# Exercise description
In the material below, some lines carry "registry". Copy each such line.

# Data
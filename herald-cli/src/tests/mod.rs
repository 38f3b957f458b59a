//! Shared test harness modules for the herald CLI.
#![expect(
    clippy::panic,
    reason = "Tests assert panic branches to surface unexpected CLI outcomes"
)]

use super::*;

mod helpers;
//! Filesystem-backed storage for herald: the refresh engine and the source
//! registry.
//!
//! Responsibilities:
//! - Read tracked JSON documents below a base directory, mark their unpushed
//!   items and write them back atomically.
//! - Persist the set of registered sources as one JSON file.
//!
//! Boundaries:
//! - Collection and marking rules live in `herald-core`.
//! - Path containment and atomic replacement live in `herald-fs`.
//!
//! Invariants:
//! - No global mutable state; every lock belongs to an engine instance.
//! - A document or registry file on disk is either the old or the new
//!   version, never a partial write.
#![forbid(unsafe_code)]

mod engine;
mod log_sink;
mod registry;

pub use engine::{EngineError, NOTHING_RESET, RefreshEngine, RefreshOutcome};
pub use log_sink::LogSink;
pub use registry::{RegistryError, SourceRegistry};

# Your response
//! registry.
//! - A document or registry file on disk is either the old or the new
mod registry;
pub use registry::{RegistryError, SourceRegistry};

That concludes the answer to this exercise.